[REQUIRED WORK]
An exact transcription of the lines below, from the first through the one containing "async fn create_customer_creates_wallet(pool: PgPool)", is the only output wanted.

AVAILABLE DATA START

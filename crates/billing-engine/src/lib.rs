//! Billing Wallet Transaction Engine
//!
//! The transactional core of the billing service: it mutates wallet
//! balances and appends journal rows as single atomic units on top of the
//! entity store in `billing-db`.
//!
//! # Invariants
//!
//! 1. No negative balances, checked before commit
//! 2. Every balance change is documented by exactly one journal row
//! 3. A transfer's two rows share one transaction id and their deltas sum
//!    to zero
//! 4. A failed operation leaves no trace: no balance change, no journal row
//!
//! # Concurrency
//!
//! Serialization happens in the store via row-level exclusive locks held
//! for the duration of the database transaction, acquired in ascending
//! wallet-id order. There are no in-process mutexes; any number of engine
//! instances may share one database.

pub mod engine;
pub mod error;

pub use engine::{OperationRecord, ReplenishOutcome, TransferOutcome, WalletEngine};
pub use error::{EngineError, EngineResult};
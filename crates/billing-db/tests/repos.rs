//! Repository integration tests.
//!
//! Each test runs against its own database provisioned from
//! `DATABASE_URL` with the crate migrations applied.

use billing_db::{CustomerRepo, DbError, OperationRepo, WalletRepo};
use sqlx::PgPool;

#[sqlx::test]
async fn create_customer_creates_wallet(pool: PgPool) {
    let customers = CustomerRepo::new(pool.clone());
    let wallets = WalletRepo::new(pool.clone());

    let customer = customers.create("Ivanov").await.unwrap();
    assert_eq!(customer.name, "Ivanov");
    assert!(!customer.deleted);

    // The wallet is born in the same transaction, empty.
    let wallet = wallets
        .find_by_customer(customer.id)
        .await
        .unwrap()
        .expect("wallet should exist");
    assert_eq!(wallet.customer_id, customer.id);
    assert_eq!(wallet.amount, 0);
}

#[sqlx::test]
async fn create_customer_rejects_empty_name(pool: PgPool) {
    let customers = CustomerRepo::new(pool.clone());

    let result = customers.create("   ").await;

    assert!(matches!(result, Err(DbError::InvalidInput(_))));
}

#[sqlx::test]
async fn find_by_id_excludes_deleted(pool: PgPool) {
    let customers = CustomerRepo::new(pool.clone());
    let customer = customers.create("Ivanov").await.unwrap();

    assert!(customers.find_by_id(customer.id).await.unwrap().is_some());

    customers.soft_delete(customer.id).await.unwrap();

    assert!(customers.find_by_id(customer.id).await.unwrap().is_none());
}

#[sqlx::test]
async fn rename_updates_name_and_timestamp(pool: PgPool) {
    let customers = CustomerRepo::new(pool.clone());
    let customer = customers.create("Ivanov").await.unwrap();
    assert!(customer.updated_at.is_none());

    let renamed = customers.rename(customer.id, "Sidorov").await.unwrap();

    assert_eq!(renamed.id, customer.id);
    assert_eq!(renamed.name, "Sidorov");
    assert!(renamed.updated_at.is_some());
}

#[sqlx::test]
async fn rename_missing_customer(pool: PgPool) {
    let customers = CustomerRepo::new(pool.clone());

    let result = customers.rename(1, "Sidorov").await;

    assert!(matches!(result, Err(DbError::NotFound(_))));
}

#[sqlx::test]
async fn soft_delete_hides_wallet_but_keeps_row(pool: PgPool) {
    let customers = CustomerRepo::new(pool.clone());
    let wallets = WalletRepo::new(pool.clone());
    let customer = customers.create("Ivanov").await.unwrap();
    let wallet = wallets
        .find_by_customer(customer.id)
        .await
        .unwrap()
        .expect("wallet should exist");

    customers.soft_delete(customer.id).await.unwrap();

    // Invisible through the owner, still reachable by its own id.
    assert!(wallets.find_by_customer(customer.id).await.unwrap().is_none());
    assert!(wallets.find_by_id(wallet.id).await.unwrap().is_some());
}

#[sqlx::test]
async fn soft_delete_twice_reports_not_found(pool: PgPool) {
    let customers = CustomerRepo::new(pool.clone());
    let customer = customers.create("Ivanov").await.unwrap();

    customers.soft_delete(customer.id).await.unwrap();
    let result = customers.soft_delete(customer.id).await;

    assert!(matches!(result, Err(DbError::NotFound(_))));
}

#[sqlx::test]
async fn purge_cascades_to_wallet_and_operations(pool: PgPool) {
    let customers = CustomerRepo::new(pool.clone());
    let wallets = WalletRepo::new(pool.clone());
    let operations = OperationRepo::new(pool.clone());

    let customer = customers.create("Ivanov").await.unwrap();
    let wallet = wallets
        .find_by_customer(customer.id)
        .await
        .unwrap()
        .expect("wallet should exist");

    // Seed one journal row the way the engine would.
    sqlx::query(
        r#"
        INSERT INTO operations
            (transaction_id, wallet_id, amount_was, amount_become, operation_amount)
        VALUES ($1, $2, 0, 100, 100)
        "#,
    )
    .bind(uuid::Uuid::new_v4())
    .bind(wallet.id)
    .execute(&pool)
    .await
    .unwrap();
    sqlx::query("UPDATE wallets SET amount = 100 WHERE id = $1")
        .bind(wallet.id)
        .execute(&pool)
        .await
        .unwrap();

    customers.purge(customer.id).await.unwrap();

    assert!(wallets.find_by_id(wallet.id).await.unwrap().is_none());
    assert!(operations.list_by_wallet(wallet.id).await.unwrap().is_empty());
}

AVAILABLE DATA END

[OUTPUT FOR THIS TASK]
filename crates/billing-engine/src/lib.rs
//! Billing Wallet Transaction Engine
//!
//! The transactional core of the billing service: it mutates wallet
//! balances and appends journal rows as single atomic units on top of the
//! entity store in `billing-db`.
//!
//! # Invariants
//!
//! 1. No negative balances, checked before commit
//! 2. Every balance change is documented by exactly one journal row
//! 3. A transfer's two rows share one transaction id and their deltas sum
//!    to zero
//! 4. A failed operation leaves no trace: no balance change, no journal row
//!
//! # Concurrency
//!
//! Serialization happens in the store via row-level exclusive locks held
//! for the duration of the database transaction, acquired in ascending
//! wallet-id order. There are no in-process mutexes; any number of engine
//! instances may share one database.

pub mod engine;
pub mod error;

pub use engine::{OperationRecord, ReplenishOutcome, TransferOutcome, WalletEngine};
pub use error::{EngineError, EngineResult};
filename crates/billing-db/tests/repos.rs
//! Repository integration tests.
//!
//! Each test runs against its own database provisioned from
//! `DATABASE_URL` with the crate migrations applied.

use billing_db::{CustomerRepo, DbError, OperationRepo, WalletRepo};
use sqlx::PgPool;

#[sqlx::test]
async fn create_customer_creates_wallet(pool: PgPool) {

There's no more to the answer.